** Work order **
Exactly the lines below from the one with "max_feature = Some(max_feature.map_or(feature, |m|" up to and including the one with "doesn't persist F)." make up the answer, with nothing else added.

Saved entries
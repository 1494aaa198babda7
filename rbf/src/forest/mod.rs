/*
* Licensed to Elasticsearch B.V. under one or more contributor
* license agreements. See the NOTICE file distributed with
* this work for additional information regarding copyright
* ownership. Elasticsearch B.V. licenses this file to you under
* the Apache License, Version 2.0 (the "License"); you may
* not use this file except in compliance with the License.
* You may obtain a copy of the License at
*
*  http://www.apache.org/licenses/LICENSE-2.0
*
* Unless required by applicable law or agreed to in writing,
* software distributed under the License is distributed on an
* "AS IS" BASIS, WITHOUT WARRANTIES OR CONDITIONS OF ANY
* KIND, either express or implied.  See the License for the
* specific language governing permissions and limitations
* under the License.
*/

pub(crate) mod splits;
pub(crate) mod builders;
pub mod query_tools;

mod tree;

pub use builders::{train_forest, ForestParameters, RbfBuilder, SplitScorer};
pub use tree::*;

#[cfg(test)]
pub(crate) use tree::{test_forest, test_tree};
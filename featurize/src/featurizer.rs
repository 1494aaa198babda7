/*
* Licensed to Elasticsearch B.V. under one or more contributor
* license agreements. See the NOTICE file distributed with
* this work for additional information regarding copyright
* ownership. Elasticsearch B.V. licenses this file to you under
* the Apache License, Version 2.0 (the "License"); you may
* not use this file except in compliance with the License.
* You may obtain a copy of the License at
*
*  http://www.apache.org/licenses/LICENSE-2.0
*
* Unless required by applicable law or agreed to in writing,
* software distributed under the License is distributed on an
* "AS IS" BASIS, WITHOUT WARRANTIES OR CONDITIONS OF ANY
* KIND, either express or implied.  See the License for the
* specific language governing permissions and limitations
* under the License.
*/

//! Composes feature sets into one fixed-width extractor.

use crate::errors::{FeaturizeError, FeaturizeResult};
use crate::feature_sets::{self, FeatureSetConfig};
use crate::matrix::FeatureMatrix;
use log::debug;
use rayon::prelude::*;
use std::io::{Read, Write};
use yaml_rust::Yaml;

// A feature set realized at its position in the feature vector.
#[derive(Debug, Clone, Copy, PartialEq)]
struct RealizedSet {
    start: usize,
    end: usize,
    config: FeatureSetConfig,
}

/// An ordered list of feature sets realized into contiguous slots of one byte vector.
///
/// The slot layout is a function of the config list alone, so a featurizer rebuilt from a
/// serialized config produces vectors laid out identically to the one it was saved from.
/// That is the whole contract between a forest and its training data.
#[derive(Debug, Clone, PartialEq)]
pub struct Featurizer {
    sets: Vec<RealizedSet>,
    num_features: usize,
}

impl Featurizer {
    /// Realizes the given sets in order.
    pub fn new(configs: Vec<FeatureSetConfig>) -> Featurizer {
        let mut sets = Vec::with_capacity(configs.len());
        let mut start = 0;
        for config in configs {
            let end = start + config.size();
            sets.push(RealizedSet { start, end, config });
            start = end;
        }
        Featurizer {
            sets,
            num_features: start,
        }
    }

    /// Total width of the vectors this featurizer produces.
    pub fn num_features(&self) -> usize {
        self.num_features
    }

    /// The configs this featurizer was realized from, in slot order.
    pub fn configs(&self) -> Vec<FeatureSetConfig> {
        self.sets.iter().map(|s| s.config).collect()
    }

    fn write_features(&self, input: &str, features: &mut [u8]) {
        for set in &self.sets {
            set.config
                .write_into(input, &mut features[set.start..set.end]);
        }
    }

    /// Feature vector for a single string.
    pub fn features_for(&self, input: &str) -> Vec<u8> {
        let mut features = vec![0u8; self.num_features];
        self.write_features(input, &mut features);
        features
    }

    /// Feature matrix for a batch of strings, one row per string.
    ///
    /// All rows live in a single flat allocation and are filled in parallel; each worker
    /// owns a disjoint chunk so there is nothing to synchronize.
    pub fn features_for_batch(&self, inputs: &[String]) -> FeaturizeResult<FeatureMatrix> {
        if self.num_features == 0 {
            return Err(FeaturizeError::MalformedConfig {
                field: "feature_sets (empty)".to_string(),
            });
        }
        let mut flat = vec![0u8; inputs.len() * self.num_features];
        flat.par_chunks_mut(self.num_features)
            .zip(inputs.par_iter())
            .for_each(|(row, input)| self.write_features(input, row));
        debug!(
            "featurized {} strings at width {}",
            inputs.len(),
            self.num_features
        );
        FeatureMatrix::new(flat, self.num_features)
    }

    /// Writes the config list this featurizer was built from.
    pub fn serialize<W: Write>(&self, writer: &mut W) -> FeaturizeResult<()> {
        feature_sets::serialize_array(&self.configs(), writer)
    }

    /// Rebuilds a featurizer from a serialized config list.
    pub fn deserialize<R: Read>(reader: &mut R) -> FeaturizeResult<Featurizer> {
        Ok(Featurizer::new(feature_sets::deserialize_array(reader)?))
    }

    /// Builds a featurizer from a YAML list of feature-set entries.
    pub fn from_yaml(list: &Yaml) -> FeaturizeResult<Featurizer> {
        let entries = list
            .as_vec()
            .ok_or_else(|| FeaturizeError::MalformedConfig {
                field: "feature_sets".to_string(),
            })?;
        let mut configs = Vec::with_capacity(entries.len());
        for entry in entries {
            configs.push(FeatureSetConfig::from_yaml(entry)?);
        }
        Ok(Featurizer::new(configs))
    }
}
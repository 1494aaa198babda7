/*
* Licensed to Elasticsearch B.V. under one or more contributor
* license agreements. See the NOTICE file distributed with
* this work for additional information regarding copyright
* ownership. Elasticsearch B.V. licenses this file to you under
* the Apache License, Version 2.0 (the "License"); you may
* not use this file except in compliance with the License.
* You may obtain a copy of the License at
*
*  http://www.apache.org/licenses/LICENSE-2.0
*
* Unless required by applicable law or agreed to in writing,
* software distributed under the License is distributed on an
* "AS IS" BASIS, WITHOUT WARRANTIES OR CONDITIONS OF ANY
* KIND, either express or implied.  See the License for the
* specific language governing permissions and limitations
* under the License.
*/

//! # The Packed Tree Data Structure
//! A tree is three flat arrays. `row_index` is a permutation of the training-row IDs;
//! training partitions it in place so that every leaf owns one contiguous slice of it.
//! `tree_first` and `tree_second` store the binary tree with the usual array trick:
//! the root at 0, children of node p at 2p+1 and 2p+2.
//!
//! Each node position holds a pair, and the sign bit of the first entry says which kind:
//! an internal node stores (feature index, split value); a leaf stores its (start, end)
//! range in `row_index`, each XOR'd with [`LEAF_TAG`] so the high bit marks it as a leaf.
//! The alternatives (an enum per node, or a separate discriminator bit-vector) cost
//! either a second pair of large arrays or pointer-chasing on descent; the packed form
//! keeps a lookup at O(depth) array steps and stays bit-compatible with the disk format.
//!
//! Trees are immutable once trained. Descent is a read-only walk, so queries can run
//! from as many threads as you like without any locks.

use crate::forest::query_tools::SparseRowSet;
use crate::errors::{RbfError, RbfResult};

/// To make things more obvious, we type the training-row IDs the leaves hand back.
pub type RowIndex = u32;

/// High bit set, all other bits zero. XOR with a non-negative index flips it into the
/// negative range and back out again.
pub(crate) const LEAF_TAG: i32 = i32::MIN;

/// One randomized, roughly-balanced binary partition tree.
#[derive(Debug, Clone, PartialEq)]
pub struct RandomBinaryTree {
    pub(crate) row_index: Vec<RowIndex>,
    pub(crate) tree_first: Vec<i32>,
    pub(crate) tree_second: Vec<i32>,
    // Advisory counters; persisted but never consulted for a correctness decision.
    pub(crate) num_internal_nodes: i32,
    pub(crate) num_leaves: i32,
}

impl RandomBinaryTree {
    /// Descends from the root to the leaf this point lands in and returns the training
    /// rows that live there.
    ///
    /// Panics if the query is narrower than a feature index some internal node splits
    /// on; [`crate::RandomBinaryForest`] checks the width before calling in here.
    pub fn find_point(&self, query: &[u8]) -> &[RowIndex] {
        let mut pos = 0;
        let mut first = self.tree_first[pos];
        // the sign bit says whether this is an internal node or a leaf
        while first >= 0 {
            pos = if query[first as usize] as i32 <= self.tree_second[pos] {
                2 * pos + 1
            } else {
                2 * pos + 2
            };
            first = self.tree_first[pos];
        }
        let start = (LEAF_TAG ^ first) as usize;
        let end = (LEAF_TAG ^ self.tree_second[pos]) as usize;
        &self.row_index[start..end]
    }

    /// Number of training rows this tree was built over.
    pub fn num_rows(&self) -> usize {
        self.row_index.len()
    }

    /// Capacity of the node arrays (2^depth).
    pub fn node_slots(&self) -> usize {
        self.tree_first.len()
    }

    /// Advisory internal-node count recorded at training time.
    pub fn num_internal_nodes(&self) -> i32 {
        self.num_internal_nodes
    }

    /// Advisory leaf count recorded at training time.
    pub fn num_leaves(&self) -> i32 {
        self.num_leaves
    }

    /// Walks every node reachable from the root, checking the structural invariants a
    /// descent relies on, and returns the widest feature index any internal node splits
    /// on (`None` when the root is already a leaf).
    ///
    /// Freshly-trained trees satisfy this by construction; tree blocks read back off
    /// disk get it checked before anything descends them.
    pub(crate) fn validate(&self) -> RbfResult<Option<usize>> {
        let slots = self.tree_first.len();
        if slots == 0 {
            return Err(RbfError::MalformedTree("empty node arrays".to_string()));
        }
        let num_rows = self.row_index.len();
        let mut max_feature: Option<usize> = None;
        let mut pending = vec![0usize];
        while let Some(pos) = pending.pop() {
            let first = self.tree_first[pos];
            let second = self.tree_second[pos];
            if first < 0 {
                if second >= 0 {
                    return Err(RbfError::MalformedTree(format!(
                        "node {} mixes a leaf tag with an internal entry",
                        pos
                    )));
                }
                let start = (LEAF_TAG ^ first) as usize;
                let end = (LEAF_TAG ^ second) as usize;
                if start > end || end > num_rows {
                    return Err(RbfError::MalformedTree(format!(
                        "leaf {} covers [{}, {}) outside the {} training rows",
                        pos, start, end, num_rows
                    )));
                }
            } else {
                if !(0..=255).contains(&second) {
                    return Err(RbfError::MalformedTree(format!(
                        "internal node {} holds split value {} outside [0, 255]",
                        pos, second
                    )));
                }
                if 2 * pos + 2 >= slots {
                    return Err(RbfError::MalformedTree(format!(
                        "descent through node {} would step past the {} node slots",
                        pos, slots
                    )));
                }
                let feature = first as usize;
                max_feature = Some(max_feature.map_or(feature, |m| m.max(feature)));
                pending.push(2 * pos + 1);
                pending.push(2 * pos + 2);
            }
        }
        Ok(max_feature)
    }
}

// How strictly a forest can check query widths: a forest trained in-process knows its
// exact feature count, one loaded from disk only knows the widest feature its splits
// dereference (the tree block doesn't persist F).
#[derive(Debug, Clone, Copy, PartialEq)]
pub(crate) enum QueryWidth {
    Exact(usize),
    AtLeast(usize),
}

impl QueryWidth {
    fn check(&self, found: usize) -> RbfResult<()> {
        let ok = match *self {
            QueryWidth::Exact(expected) => found == expected,
            QueryWidth::AtLeast(expected) => found >= expected,
        };
        if ok {
            Ok(())
        } else {
            let expected = match *self {
                QueryWidth::Exact(e) | QueryWidth::AtLeast(e) => e,
            };
            Err(RbfError::DimensionMismatch { expected, found })
        }
    }
}

/// Per-tree query results: one slice of training rows per tree, in tree order.
#[derive(Debug)]
pub struct PerTreeMatches<'a> {
    /// The leaf slice each tree put the query point in.
    pub matches: Vec<&'a [RowIndex]>,
    /// Total row count across all slices, duplicates included.
    pub total: usize,
}

/// An ordered ensemble of [`RandomBinaryTree`]s trained from one feature matrix.
///
/// Trees are fully independent; a query descends each one and the caller (or
/// [`RandomBinaryForest::find_point_dedup`]) merges the leaves. The forest never ranks
/// results by distance, that stays the caller's business.
#[derive(Debug, Clone, PartialEq)]
pub struct RandomBinaryForest {
    pub(crate) trees: Vec<RandomBinaryTree>,
    pub(crate) width: QueryWidth,
}

impl RandomBinaryForest {
    // Assembles a forest from tree blocks read off disk. Every tree gets its structural
    // checks here, and the forest's checkable query width is the widest feature any
    // split dereferences (the disk format doesn't carry the training width).
    pub(crate) fn from_loaded_trees(trees: Vec<RandomBinaryTree>) -> RbfResult<RandomBinaryForest> {
        let mut min_width = 0;
        for tree in &trees {
            if let Some(max_feature) = tree.validate()? {
                min_width = min_width.max(max_feature + 1);
            }
        }
        Ok(RandomBinaryForest {
            trees,
            width: QueryWidth::AtLeast(min_width),
        })
    }

    /// The trees, in training order.
    pub fn trees(&self) -> &[RandomBinaryTree] {
        &self.trees
    }

    /// Number of trees in the ensemble.
    pub fn num_trees(&self) -> usize {
        self.trees.len()
    }

    /// Descends every tree and returns the per-tree leaf slices in tree order, plus the
    /// total (non-deduplicated) match count.
    pub fn find_point(&self, query: &[u8]) -> RbfResult<PerTreeMatches<'_>> {
        self.width.check(query.len())?;
        let mut matches = Vec::with_capacity(self.trees.len());
        let mut total = 0;
        for tree in &self.trees {
            let rows = tree.find_point(query);
            total += rows.len();
            matches.push(rows);
        }
        Ok(PerTreeMatches { matches, total })
    }

    /// Descends every tree and returns the union of the leaf slices, sorted ascending.
    ///
    /// The union is taken in a sparse bit set keyed by row ID; with millions of training
    /// rows and a few hundred candidates per query, a dense bit vector would be almost
    /// entirely zeros.
    pub fn find_point_dedup(&self, query: &[u8]) -> RbfResult<Vec<RowIndex>> {
        self.width.check(query.len())?;
        let mut rows = SparseRowSet::new();
        for tree in &self.trees {
            for &row in tree.find_point(query) {
                rows.insert(row);
            }
        }
        Ok(rows.into_sorted_vec())
    }
}

// A tree that looks like it was trained on the strings "aaa" and "abc", with the
// "aa" bigram at feature 0:
//   root: split on feature 0 at value 1
//   left child: leaf [1, 2) -> row 1 ("abc")
//   right child: leaf [0, 1) -> row 0 ("aaa")
#[cfg(test)]
pub(crate) fn test_tree() -> RandomBinaryTree {
    RandomBinaryTree {
        row_index: vec![0, 1],
        tree_first: vec![0, LEAF_TAG ^ 1, LEAF_TAG ^ 0],
        tree_second: vec![1, LEAF_TAG ^ 2, LEAF_TAG ^ 1],
        num_internal_nodes: 1,
        num_leaves: 2,
    }
}

#[cfg(test)]
pub(crate) fn test_forest() -> RandomBinaryForest {
    RandomBinaryForest {
        trees: vec![test_tree(), test_tree()],
        width: QueryWidth::Exact(6),
    }
}

#[cfg(test)]
mod tests {
    use super::*;

    #[test]
    fn descent_follows_the_split() {
        let tree = test_tree();
        // "aa" count of 6 is above the split value, so we go right to row 0
        assert_eq!(tree.find_point(&[6, 0, 0, 0, 0, 0]), &[0]);
        // and a low count goes left to row 1
        assert_eq!(tree.find_point(&[0, 0, 0, 0, 0, 0]), &[1]);
        assert_eq!(tree.find_point(&[1, 0, 0, 0, 0, 0]), &[1]);
    }

    #[test]
    fn find_point_returns_per_tree_slices_in_order() {
        let forest = test_forest();
        let results = forest.find_point(&[6, 0, 0, 0, 0, 0]).unwrap();
        assert_eq!(results.matches.len(), 2);
        assert_eq!(results.total, 2);
        for rows in &results.matches {
            assert_eq!(*rows, &[0]);
        }
    }

    #[test]
    fn dedup_merges_across_trees() {
        let forest = test_forest();
        let rows = forest.find_point_dedup(&[6, 0, 0, 0, 0, 0]).unwrap();
        assert_eq!(rows, vec![0]);
    }

    #[test]
    fn width_check_rejects_narrow_queries() {
        let forest = test_forest();
        match forest.find_point(&[6, 0, 0]) {
            Err(RbfError::DimensionMismatch { expected, found }) => {
                assert_eq!(expected, 6);
                assert_eq!(found, 3);
            }
            other => panic!("expected DimensionMismatch, got {:?}", other),
        }
    }

    #[test]
    fn validation_accepts_the_test_tree() {
        let tree = test_tree();
        assert_eq!(tree.validate().unwrap(), Some(0));
    }

    #[test]
    fn validation_catches_a_leaf_past_the_rows() {
        let mut tree = test_tree();
        tree.tree_second[1] = LEAF_TAG ^ 40;
        assert!(matches!(
            tree.validate(),
            Err(RbfError::MalformedTree(_))
        ));
    }

    #[test]
    fn validation_catches_a_descent_past_the_slots() {
        // an internal root with no room for children
        let tree = RandomBinaryTree {
            row_index: vec![0],
            tree_first: vec![3],
            tree_second: vec![9],
            num_internal_nodes: 1,
            num_leaves: 0,
        };
        assert!(matches!(
            tree.validate(),
            Err(RbfError::MalformedTree(_))
        ));
    }
}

** Answer to the problem **
                max_feature = Some(max_feature.map_or(feature, |m| m.max(feature)));
                pending.push(2 * pos + 1);
                pending.push(2 * pos + 2);
            }
        }
        Ok(max_feature)
    }
}

// How strictly a forest can check query widths: a forest trained in-process knows its
// exact feature count, one loaded from disk only knows the widest feature its splits
// dereference (the tree block doesn't persist F).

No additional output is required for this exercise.